BANDA ACEH – Hizbullah mengambil keputusan untuk tidak terlibat dalam pertempuran bersama Iran melawan Israel selama konflik yang berlangsung di bulan Juni 2025. Keputusan ini bukan berdasarkan pada tekanan eksternal atau kelemahan yang ada di dalam, melainkan lantaran tidak adanya arahan yang jelas dari otoritas agama.
Informasi ini dikemukakan oleh Tal Beeri, seorang pakar politik Timur Tengah, dalam analisis yang baru-baru ini dipublikasikan. Banyak yang menduga bahwa keputusan Hizbullah untuk tidak terlibat di medan perang terkait dengan pencegahan militer dari pihak Israel atau desakan dari masyarakat Lebanon yang saat itu tengah dalam krisis.
Analisis Keputusan Hizbullah dalam Konflik
Dalam laporannya yang bertajuk “Mengapa Hizbullah Tidak Bergabung dengan Iran dalam Perang Melawan Israel?”, Beeri menjelaskan bahwa keputusan Hizbullah untuk tidak berpartisipasi dalam konflik dengan Israel dipicu oleh ketiadaan arahan dari pihak otoritas agama tertinggi dalam Islam Syiah. Menurutnya, setiap keputusan untuk melaksanakan operasi militer harus disandarkan pada instruksi agama yang jelas.

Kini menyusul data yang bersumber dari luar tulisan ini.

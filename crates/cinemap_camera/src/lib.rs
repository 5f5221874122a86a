//! Cinemap Camera Engine
//!
//! Frame-driven cinematic shots over a live map camera.
//!
//! # Features
//!
//! - **Shots**: establishing descent, constant-speed route journey, reveal,
//!   three-phase landmark highlight, spiralling contextual orbit, and custom
//!   closure-driven shots
//! - **Single writer**: starting a shot retires the previous one before the new
//!   one writes a single frame
//! - **Cooperative cancellation**: every shot returns a [`ShotHandle`] future
//!   that resolves `Completed` or `Cancelled`
//! - **Breathing**: idle micro-motion, blended into the tail of every shot
//! - **Host agnostic**: frames come from any [`cinemap_core::FrameScheduler`]

pub mod config;
pub mod driver;
pub mod engine;
pub mod handle;
pub mod shots;

pub use config::{
    CinematicConfig, ContextualOrbitConfig, EstablishingConfig, JourneyConfig,
    LandmarkHighlightConfig, RevealConfig, ShotConfigs,
};
pub use driver::{FrameContext, Segment, ShotProgram};
pub use engine::{CameraTelemetry, CinematicCamera, EnginePhase, ProgressCallback};
pub use handle::{CancelToken, ShotHandle};
pub use shots::{
    HighlightPhase, LabelRevealCallback, RouteDrawCallback, TravelCallback, TravelProgress,
};
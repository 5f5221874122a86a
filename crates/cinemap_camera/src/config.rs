//! Engine and shot configuration
//!
//! Every struct deserializes with `#[serde(default)]`, so a project file only
//! needs to name the fields it overrides.

use cinemap_animation::{Easing, OffsetSide};
use serde::{Deserialize, Serialize};

/// Engine-wide settings
#[derive(Clone, Debug, PartialEq, Serialize, Deserialize)]
#[serde(default)]
pub struct CinematicConfig {
    /// Blend idle breathing into the tail of every shot
    pub breathing_enabled: bool,
    /// Raw progress after which breathing starts fading in
    pub breathing_blend_start: f64,
    /// Multiplier on the breathing amplitudes (1.0 = library defaults)
    pub breathing_intensity: f64,
}

impl Default for CinematicConfig {
    fn default() -> Self {
        Self {
            breathing_enabled: true,
            breathing_blend_start: 0.8,
            breathing_intensity: 1.0,
        }
    }
}

/// High-altitude descent onto a target
#[derive(Clone, Debug, PartialEq, Serialize, Deserialize)]
#[serde(default)]
pub struct EstablishingConfig {
    pub duration_ms: u32,
    /// Hold on the starting pose before descending
    pub setup_pause_ms: u32,
    pub start_zoom: f64,
    pub end_zoom: f64,
    pub start_pitch: f64,
    pub end_pitch: f64,
    /// Degrees of bearing drift over the descent
    pub orbit_angle: f64,
}

impl Default for EstablishingConfig {
    fn default() -> Self {
        Self {
            duration_ms: 6000,
            setup_pause_ms: 300,
            start_zoom: 3.5,
            end_zoom: 12.5,
            start_pitch: 0.0,
            end_pitch: 45.0,
            orbit_angle: 30.0,
        }
    }
}

/// Constant-speed flight along a route
#[derive(Clone, Debug, PartialEq, Serialize, Deserialize)]
#[serde(default)]
pub struct JourneyConfig {
    /// Flight time per kilometre of camera path
    pub ms_per_km: f64,
    pub min_duration_ms: u32,
    pub max_duration_ms: u32,
    pub zoom: f64,
    pub pitch: f64,
    /// Upper bound on banking, degrees
    pub max_banking: f64,
    /// Pitch reduction per degree of banking
    pub banking_pitch_factor: f64,
    /// Lateral camera offset from the route line, degrees
    pub offset_distance: f64,
    pub offset_side: OffsetSide,
    /// Simplification tolerance, degrees
    pub simplify_tolerance: f64,
    /// Fraction of the route drawn ahead of the camera
    pub route_draw_ahead: f64,
    /// Blend rate of the camera bearing towards the path heading
    pub bearing_smoothing: f64,
    pub easing: Easing,
}

impl Default for JourneyConfig {
    fn default() -> Self {
        Self {
            ms_per_km: 2500.0,
            min_duration_ms: 4000,
            max_duration_ms: 20000,
            zoom: 14.5,
            pitch: 60.0,
            max_banking: 8.0,
            banking_pitch_factor: 0.6,
            offset_distance: 0.0006,
            offset_side: OffsetSide::Left,
            simplify_tolerance: 0.0001,
            route_draw_ahead: 0.05,
            bearing_smoothing: 0.15,
            easing: Easing::CinematicEaseInOut,
        }
    }
}

/// Approach then settle on a destination
#[derive(Clone, Debug, PartialEq, Serialize, Deserialize)]
#[serde(default)]
pub struct RevealConfig {
    pub approach_duration_ms: u32,
    pub settle_duration_ms: u32,
    pub zoom: f64,
    pub pitch: f64,
    /// Final bearing; keeps the current bearing when unset
    pub bearing: Option<f64>,
    /// Bearing drift during the settle phase
    pub settle_orbit: f64,
    /// Amplitude of the zoom micro-pulse while settling
    pub zoom_pulse: f64,
}

impl Default for RevealConfig {
    fn default() -> Self {
        Self {
            approach_duration_ms: 3500,
            settle_duration_ms: 1500,
            zoom: 16.0,
            pitch: 55.0,
            bearing: None,
            settle_orbit: 12.0,
            zoom_pulse: 0.12,
        }
    }
}

/// Curved approach, move onto an orbit, then circle a landmark
#[derive(Clone, Debug, PartialEq, Serialize, Deserialize)]
#[serde(default)]
pub struct LandmarkHighlightConfig {
    pub approach_duration_ms: u32,
    pub transition_duration_ms: u32,
    pub orbit_duration_ms: u32,
    pub zoom: f64,
    pub pitch: f64,
    /// Perpendicular control-point offset as a fraction of the approach length
    pub curve_intensity: f64,
    /// How far the zoom dips out at the middle of the approach
    pub parallax_zoom_out: f64,
    /// Orbit radius around the landmark, degrees
    pub orbit_radius: f64,
    /// Total rotation of the orbit phase, degrees
    pub orbit_angle: f64,
    pub orbit_pitch: f64,
    /// Amplitude of zoom breathing while orbiting
    pub orbit_zoom_breath: f64,
    /// Amplitude of pitch breathing while orbiting
    pub orbit_pitch_breath: f64,
}

impl Default for LandmarkHighlightConfig {
    fn default() -> Self {
        Self {
            approach_duration_ms: 4000,
            transition_duration_ms: 1200,
            orbit_duration_ms: 9000,
            zoom: 16.5,
            pitch: 60.0,
            curve_intensity: 0.3,
            parallax_zoom_out: 1.5,
            orbit_radius: 0.0012,
            orbit_angle: 360.0,
            orbit_pitch: 55.0,
            orbit_zoom_breath: 0.08,
            orbit_pitch_breath: 2.0,
        }
    }
}

/// Spiral outwards around a point while revealing labels
#[derive(Clone, Debug, PartialEq, Serialize, Deserialize)]
#[serde(default)]
pub struct ContextualOrbitConfig {
    pub duration_ms: u32,
    pub start_radius: f64,
    pub end_radius: f64,
    pub turns: f64,
    pub segments: usize,
    pub zoom: f64,
    pub pitch: f64,
    pub zoom_pulse: f64,
}

impl Default for ContextualOrbitConfig {
    fn default() -> Self {
        Self {
            duration_ms: 12000,
            start_radius: 0.001,
            end_radius: 0.004,
            turns: 1.0,
            segments: 120,
            zoom: 15.0,
            pitch: 50.0,
            zoom_pulse: 0.1,
        }
    }
}

/// Every shot's configuration in one place, for project files
#[derive(Clone, Debug, Default, PartialEq, Serialize, Deserialize)]
#[serde(default)]
pub struct ShotConfigs {
    pub establishing: EstablishingConfig,
    pub journey: JourneyConfig,
    pub reveal: RevealConfig,
    pub landmark: LandmarkHighlightConfig,
    pub orbit: ContextualOrbitConfig,
}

Beeri menegaskan bahwa meskipun ada tekanan dari Iran, tidak ada perintah yang jelas dari Wilayat al-Faqih, yang merupakan pemimpin tertinggi Syiah di Iran, untuk memerintahkan Hizbullah untuk melibatkan diri dalam pertempuran tersebut. Hal ini menunjukkan bahwa keputusan yang dibuat oleh Hizbullah lebih bersifat strategis dan berlandaskan pada keyakinan agama mereka.

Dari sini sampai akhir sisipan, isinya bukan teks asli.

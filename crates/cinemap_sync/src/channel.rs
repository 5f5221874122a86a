//! Typed publish/subscribe over a [`Transport`]

use rustc_hash::FxHashMap;
use serde::Serialize;

use crate::error::{Result, SyncError};
use crate::protocol::{SyncEvent, SyncMessage};
use crate::transport::{ConnectionState, Transport};

/// Raw subscriber invoked with every accepted message of its event
pub type Subscriber = Box<dyn FnMut(&SyncMessage)>;

/// Encodes outgoing events, decodes incoming frames and fans accepted
/// messages out to subscribers.
pub struct SyncChannel<T> {
    transport: T,
    session_id: String,
    subscribers: FxHashMap<SyncEvent, Vec<Subscriber>>,
}

impl<T: Transport> SyncChannel<T> {
    pub fn new(transport: T, session_id: impl Into<String>) -> Self {
        Self {
            transport,
            session_id: session_id.into(),
            subscribers: FxHashMap::default(),
        }
    }

    pub fn session_id(&self) -> &str {
        &self.session_id
    }

    pub fn transport(&self) -> &T {
        &self.transport
    }

    pub fn connection_state(&self) -> ConnectionState {
        self.transport.connection_state()
    }

    /// Wrap `payload` in an envelope stamped with this session and send it
    pub fn publish<P: Serialize>(&self, event: SyncEvent, payload: &P, timestamp: u64) -> Result<()> {
        if self.transport.connection_state() != ConnectionState::Connected {
            return Err(SyncError::Disconnected);
        }
        let message = SyncMessage::new(event, payload, self.session_id.as_str(), timestamp)?;
        self.transport.send(message.encode()?)
    }

    /// Next waiting frame, decoded
    pub fn recv(&self) -> Option<Result<SyncMessage>> {
        self.transport
            .try_recv()
            .map(|frame| SyncMessage::decode(&frame))
    }

    /// Register a handler for `event`
    pub fn subscribe<F>(&mut self, event: SyncEvent, handler: F)
    where
        F: FnMut(&SyncMessage) + 'static,
    {
        self.subscribers
            .entry(event)
            .or_default()
            .push(Box::new(handler));
    }

    /// Hand `message` to every subscriber of its event. Returns how many ran.
    pub fn dispatch(&mut self, message: &SyncMessage) -> usize {
        let Some(event) = message.kind() else {
            return 0;
        };
        match self.subscribers.get_mut(&event) {
            Some(handlers) => {
                for handler in handlers.iter_mut() {
                    handler(message);
                }
                handlers.len()
            }
            None => 0,
        }
    }
}

#[cfg(test)]
mod tests {
    use super::*;
    use crate::transport::LocalBus;
    use std::cell::Cell;
    use std::rc::Rc;

    #[test]
    fn test_publish_and_dispatch() {
        let bus = LocalBus::new();
        let sender = SyncChannel::new(bus.connect(), "a");
        let mut receiver = SyncChannel::new(bus.connect(), "b");

        let hits = Rc::new(Cell::new(0));
        let counter = hits.clone();
        receiver.subscribe(SyncEvent::ViewMode, move |msg| {
            assert_eq!(msg.session_id, "a");
            counter.set(counter.get() + 1);
        });

        sender
            .publish(SyncEvent::ViewMode, &serde_json::json!({"mode": "3d"}), 10)
            .unwrap();
        let message = receiver.recv().unwrap().unwrap();
        assert_eq!(receiver.dispatch(&message), 1);
        assert_eq!(hits.get(), 1);
        assert!(receiver.recv().is_none());
    }

    #[test]
    fn test_publish_while_disconnected() {
        let bus = LocalBus::new();
        let channel = SyncChannel::new(bus.connect(), "a");
        channel.transport().disconnect();
        assert!(matches!(
            channel.publish(SyncEvent::RouteClear, &serde_json::json!({}), 0),
            Err(SyncError::Disconnected)
        ));
    }
}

Implikasi dan Perspektif Lain dari Keputusan ini
Keputusan Hizbullah untuk tidak terjun langsung dalam konflik ini membuka wacana menarik terkait dinamika kekuasaan di Timur Tengah. Banyak analis yang beranggapan bahwa pernyataan Beeri ini membongkar mitos tentang lemahnya posisi Hizbullah akibat tekanan internal dan kondisi yang tidak stabil di Lebanon.
Walaupun terdapat beberapa isu internal yang mempengaruhi, kekuatan dan pengaruh Hizbullah di kawasan tetap tidak bisa dipandang sebelah mata. Beeri mencatat bahwa ada kesenjangan antara persepsi kelemahan dan kondisi asli di lapangan. Pengaruh politik dan sosial yang dimiliki Hizbullah tetap kuat dalam konteks regional.
Dengan demikian, penjelasan dari Beeri berpotensi memberikan pandangan baru terhadap situasi di Timur Tengah, terutama dalam pemahaman kita mengenai peran Hizbullah dan dinamika hubungan mereka dengan Iran serta Israel.
Keputusan untuk tidak terlibat dalam perang ini bisa jadi merupakan langkah strategis yang dimiliki Hizbullah dalam mempertahankan posisi mereka di Lebanon dan menjaga stabilitas internal, yang pada akhirnya dapat mendorong normalisasi hubungan dengan masyarakat. Meskipun banyak analisa berfokus pada faktor eksternal, penekanan pada arahan agama menunjukkan kompleksitas yang lebih dalam dalam pengambilan keputusan kelompok bersenjata ini.